What to produce:
Each line of the data should be repeated precisely.

Records:
◆ ◆ ◆ ◆

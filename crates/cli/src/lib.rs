pub mod commands;

use std::process::ExitCode;

use clap::{Parser, Subcommand};
use commands::CommandResult;

#[derive(Debug, Parser)]
#[command(
    name = "dokan",
    about = "Dokan operator CLI",
    long_about = "Operate the Dokan messaging assistant: migrations, demo data, config \
                  inspection and readiness checks.",
    after_help = "Examples:\n  dokan doctor --json\n  dokan config\n  dokan seed"
)]
pub struct Cli {
    #[command(subcommand)]
    command: Command,
}

#[derive(Debug, Subcommand)]
enum Command {
    #[command(about = "Apply pending database migrations and return structured status output")]
    Migrate,
    #[command(about = "Load the demo merchant and catalog (idempotent; resets demo stock)")]
    Seed,
    #[command(
        about = "Inspect effective configuration values with source attribution and redaction"
    )]
    Config,
    #[command(about = "Validate config, model provider readiness, DB connectivity and schema")]
    Doctor {
        #[arg(long, help = "Emit machine-readable JSON output")]
        json: bool,
    },
}

pub fn run() -> anyhow::Result<ExitCode> {
    let cli = Cli::try_parse()?;

    let result = match cli.command {
        Command::Migrate => commands::migrate::run(),
        Command::Seed => commands::seed::run(),
        Command::Config => CommandResult::report(commands::config::run()),
        Command::Doctor { json } => CommandResult::report(commands::doctor::run(json)),
    };

    println!("{}", result.output);
    Ok(ExitCode::from(result.exit_code))
}
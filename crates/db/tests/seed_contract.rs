use std::collections::HashSet;
use std::str::FromStr;

use rust_decimal::Decimal;
use serde::Deserialize;

use dokan_core::domain::conversation::MerchantId;
use dokan_db::repositories::{
    CatalogRepository, MerchantRepository, SqlCatalogRepository, SqlMerchantRepository,
};
use dokan_db::{connect_with_settings, migrations, DemoSeedDataset};

type SeedContractTestResult<T = ()> = Result<T, String>;

macro_rules! require {
    ($cond:expr) => {
        if !$cond {
            return Err(format!("assertion failed: `{}`", stringify!($cond)));
        }
    };
    ($cond:expr, $($arg:tt)*) => {
        if !$cond {
            return Err(format!($($arg)*));
        }
    };
}

macro_rules! require_eq {
    ($left:expr, $right:expr) => {
        if $left != $right {
            return Err(format!(
                "assertion failed: `left == right` (`{:?}` != `{:?}`)",
                $left,
                $right
            ));
        }
    };
    ($left:expr, $right:expr, $($arg:tt)*) => {
        if $left != $right {
            return Err(format!($($arg)*));
        }
    };
}

#[derive(Debug, Deserialize)]
struct MerchantContract {
    id: String,
    business_name: String,
    business_phone: String,
    subscription_active: bool,
}

#[derive(Debug, Deserialize)]
struct ProductContract {
    id: String,
    name: String,
    price: String,
    stock: u32,
    in_stock: bool,
}

#[derive(Debug, Deserialize)]
struct SeedContract {
    dataset_version: String,
    merchant: MerchantContract,
    products: Vec<ProductContract>,
}

fn load_contract() -> SeedContractTestResult<SeedContract> {
    serde_json::from_str(include_str!("../../../config/fixtures/demo_seed_contract.json"))
        .map_err(|error| format!("seed contract JSON must parse: {error}"))
}

#[test]
fn seed_contract_matches_demo_seed_sql_fixture() -> SeedContractTestResult {
    let fixture_sql = DemoSeedDataset::SQL;
    let contract = load_contract()?;
    let mut ids_seen = HashSet::new();

    require!(!contract.dataset_version.is_empty());
    require!(
        fixture_sql.contains(&format!("'{}'", contract.merchant.id)),
        "seed SQL should include merchant id {}",
        contract.merchant.id
    );
    require!(fixture_sql.contains(&format!("'{}'", contract.merchant.business_name)));

    for product in &contract.products {
        require!(ids_seen.insert(product.id.clone()), "duplicate product id: {}", product.id);
        require!(
            fixture_sql.contains(&format!("'{}', '{}'", product.id, contract.merchant.id)),
            "seed SQL should include product {} for the demo merchant",
            product.id
        );
        require!(
            fixture_sql.contains(&format!("'{}'", product.name)),
            "seed SQL should include product name {}",
            product.name
        );
        require!(
            product.stock > 0 || !product.in_stock,
            "product {} has zero stock but is marked in stock",
            product.id
        );
    }

    Ok(())
}

#[tokio::test]
async fn seeded_database_matches_contract() -> SeedContractTestResult {
    let contract = load_contract()?;
    let pool =
        connect_with_settings("sqlite::memory:", 1, 30).await.map_err(|error| error.to_string())?;
    migrations::run_pending(&pool).await.map_err(|error| error.to_string())?;
    DemoSeedDataset::load(&pool).await.map_err(|error| error.to_string())?;

    let merchant_id = MerchantId(contract.merchant.id.clone());
    let merchant = SqlMerchantRepository::new(pool.clone())
        .find_by_id(&merchant_id)
        .await
        .map_err(|error| error.to_string())?
        .ok_or_else(|| "demo merchant should be seeded".to_string())?;

    require_eq!(merchant.business_name, contract.merchant.business_name);
    require_eq!(merchant.business_phone.as_deref(), Some(contract.merchant.business_phone.as_str()));
    require_eq!(merchant.subscription_active, contract.merchant.subscription_active);

    let products = SqlCatalogRepository::new(pool)
        .list_for_merchant(&merchant_id)
        .await
        .map_err(|error| error.to_string())?;
    require_eq!(products.len(), contract.products.len());

    for (stored, expected) in products.iter().zip(&contract.products) {
        require_eq!(stored.id.0, expected.id, "catalog order should follow the contract");
        require_eq!(stored.name, expected.name);
        let price = Decimal::from_str(&expected.price).map_err(|error| error.to_string())?;
        require_eq!(stored.price, price);
        require_eq!(stored.stock, expected.stock);
        require_eq!(stored.in_stock, expected.in_stock);
    }

    Ok(())
}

◆ ◆ ◆ ◆

Solution for this problem:
filename crates/cli/src/lib.rs
pub mod commands;

use std::process::ExitCode;

use clap::{Parser, Subcommand};
use commands::CommandResult;

#[derive(Debug, Parser)]
#[command(
    name = "dokan",
    about = "Dokan operator CLI",
    long_about = "Operate the Dokan messaging assistant: migrations, demo data, config \
                  inspection and readiness checks.",
    after_help = "Examples:\n  dokan doctor --json\n  dokan config\n  dokan seed"
)]
pub struct Cli {
    #[command(subcommand)]
    command: Command,
}

#[derive(Debug, Subcommand)]
enum Command {
    #[command(about = "Apply pending database migrations and return structured status output")]
    Migrate,
    #[command(about = "Load the demo merchant and catalog (idempotent; resets demo stock)")]
    Seed,
    #[command(
        about = "Inspect effective configuration values with source attribution and redaction"
    )]
    Config,
    #[command(about = "Validate config, model provider readiness, DB connectivity and schema")]
    Doctor {
        #[arg(long, help = "Emit machine-readable JSON output")]
        json: bool,
    },
}

pub fn run() -> anyhow::Result<ExitCode> {
    let cli = Cli::try_parse()?;

    let result = match cli.command {
        Command::Migrate => commands::migrate::run(),
        Command::Seed => commands::seed::run(),
        Command::Config => CommandResult::report(commands::config::run()),
        Command::Doctor { json } => CommandResult::report(commands::doctor::run(json)),
    };

    println!("{}", result.output);
    Ok(ExitCode::from(result.exit_code))
}
filename crates/db/tests/seed_contract.rs
use std::collections::HashSet;
use std::str::FromStr;

use rust_decimal::Decimal;
use serde::Deserialize;

use dokan_core::domain::conversation::MerchantId;
use dokan_db::repositories::{
    CatalogRepository, MerchantRepository, SqlCatalogRepository, SqlMerchantRepository,
};
use dokan_db::{connect_with_settings, migrations, DemoSeedDataset};

type SeedContractTestResult<T = ()> = Result<T, String>;

macro_rules! require {
    ($cond:expr) => {
        if !$cond {
            return Err(format!("assertion failed: `{}`", stringify!($cond)));
        }
    };
    ($cond:expr, $($arg:tt)*) => {
        if !$cond {
            return Err(format!($($arg)*));
        }
    };
}

macro_rules! require_eq {
    ($left:expr, $right:expr) => {
        if $left != $right {
            return Err(format!(
                "assertion failed: `left == right` (`{:?}` != `{:?}`)",
                $left,
                $right
            ));
        }
    };
    ($left:expr, $right:expr, $($arg:tt)*) => {
        if $left != $right {
            return Err(format!($($arg)*));
        }
    };
}

#[derive(Debug, Deserialize)]
struct MerchantContract {
    id: String,
    business_name: String,
    business_phone: String,
    subscription_active: bool,
}

#[derive(Debug, Deserialize)]
struct ProductContract {
    id: String,
    name: String,
    price: String,
    stock: u32,
    in_stock: bool,
}

#[derive(Debug, Deserialize)]
struct SeedContract {
    dataset_version: String,
    merchant: MerchantContract,
    products: Vec<ProductContract>,
}

fn load_contract() -> SeedContractTestResult<SeedContract> {
    serde_json::from_str(include_str!("../../../config/fixtures/demo_seed_contract.json"))
        .map_err(|error| format!("seed contract JSON must parse: {error}"))
}

#[test]
fn seed_contract_matches_demo_seed_sql_fixture() -> SeedContractTestResult {
    let fixture_sql = DemoSeedDataset::SQL;
    let contract = load_contract()?;
    let mut ids_seen = HashSet::new();

    require!(!contract.dataset_version.is_empty());
    require!(
        fixture_sql.contains(&format!("'{}'", contract.merchant.id)),
        "seed SQL should include merchant id {}",
        contract.merchant.id
    );
    require!(fixture_sql.contains(&format!("'{}'", contract.merchant.business_name)));

    for product in &contract.products {
        require!(ids_seen.insert(product.id.clone()), "duplicate product id: {}", product.id);
        require!(
            fixture_sql.contains(&format!("'{}', '{}'", product.id, contract.merchant.id)),
            "seed SQL should include product {} for the demo merchant",
            product.id
        );
        require!(
            fixture_sql.contains(&format!("'{}'", product.name)),
            "seed SQL should include product name {}",
            product.name
        );
        require!(
            product.stock > 0 || !product.in_stock,
            "product {} has zero stock but is marked in stock",
            product.id
        );
    }

    Ok(())
}

#[tokio::test]
async fn seeded_database_matches_contract() -> SeedContractTestResult {
    let contract = load_contract()?;
    let pool =
        connect_with_settings("sqlite::memory:", 1, 30).await.map_err(|error| error.to_string())?;
    migrations::run_pending(&pool).await.map_err(|error| error.to_string())?;
    DemoSeedDataset::load(&pool).await.map_err(|error| error.to_string())?;

    let merchant_id = MerchantId(contract.merchant.id.clone());
    let merchant = SqlMerchantRepository::new(pool.clone())
        .find_by_id(&merchant_id)
        .await
        .map_err(|error| error.to_string())?
        .ok_or_else(|| "demo merchant should be seeded".to_string())?;

    require_eq!(merchant.business_name, contract.merchant.business_name);
    require_eq!(merchant.business_phone.as_deref(), Some(contract.merchant.business_phone.as_str()));
    require_eq!(merchant.subscription_active, contract.merchant.subscription_active);

    let products = SqlCatalogRepository::new(pool)
        .list_for_merchant(&merchant_id)
        .await
        .map_err(|error| error.to_string())?;
    require_eq!(products.len(), contract.products.len());

    for (stored, expected) in products.iter().zip(&contract.products) {
        require_eq!(stored.id.0, expected.id, "catalog order should follow the contract");
        require_eq!(stored.name, expected.name);
        let price = Decimal::from_str(&expected.price).map_err(|error| error.to_string())?;
        require_eq!(stored.price, price);
        require_eq!(stored.stock, expected.stock);
        require_eq!(stored.in_stock, expected.in_stock);
    }

    Ok(())
}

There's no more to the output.